Different ports and cables all gave the same result. Called Sun for
warranty service.
- Mandy got Nathan Lee from ITS to come over and look over our router
configuration for the Edison microwave link. Nathan figured out that the
problem was on the Edison end. Looking at their router configuration
confirmed that they had configured it with the assumption that the network
on our end would be 131.215.63.x, rather than 206.117.40.x.
- Installed Big Brother on Quake.
- The Pasadena Water and Power utility experienced problems at about 16:50
on Sunday. The Seismo Lab UPS failed to do its job, and almost all
machines crashed. Most machines rebooted automatically.
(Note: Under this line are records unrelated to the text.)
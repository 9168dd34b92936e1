use arkflow_api::run;

#[tokio::main]
async fn main() {
    if let Err(err) = run().await {
        eprintln!("application error: {err}");
        std::process::exit(1);
    }
}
Jet rebooted
after about 30 minutes. Spring was unable to reboot, as it had experienced
RAID disk failures from the power spike. Ridge failed to reboot until Bob
Busby cycled power on its CPU box and external disk. Several other
machines were left in strange states.
- Spoke at length with Tom at nStor about the problems with the Spring AA
RAID. Five disks had failed, but we were able to bring two of them back
online, which got the RAID functioning again. SDRV0 and SDRV1 were both
marked "CRITICAL" due to each being missing a disk. Arranged to get some
replacements. The replacement disks arrived on Tuesday and were installed.
The failed disks were sent back under RMA numbers 21878 and 21879. The
Third failed disk was sent back under RMA 21943. The turnaround for
replacement disks is generally on the order of 2-3 months.
- Installed Big Brother on K2, Quakedc, and Scec.
- Willie from Sun came out and swapped out the bad ethernet card in Willow.
This brought up its connection to the 63 subnet.
- Set up server-level redirection for the new shake URL on flint. This
involved setting "Redirect /shake.html http://www.trinet.org/shake/" in the
httpd.conf. Also did this same change to the shakemap installation on
Terra10.
- Enabled SNMP in the SCEDC Squid server and set MRTG on Bort to monitor
cache activity.
- Set up temperature monitoring on K2.
- Patched Water with the Solaris 2.7 recommended patch cluster. This is an
attempt to fix the java error that makes reference to necessary patch
without actually mentioning specifically _which_ patch is needed.
***
- Moved Ojai into the telemetry room so that it is in the same rack as the
other CUSP online systems.
- Dealt with a major power failure, including multiple disk failures on the
Spring AA RAID.
- Set up temperature monitoring for the telemetry room using Big Brother.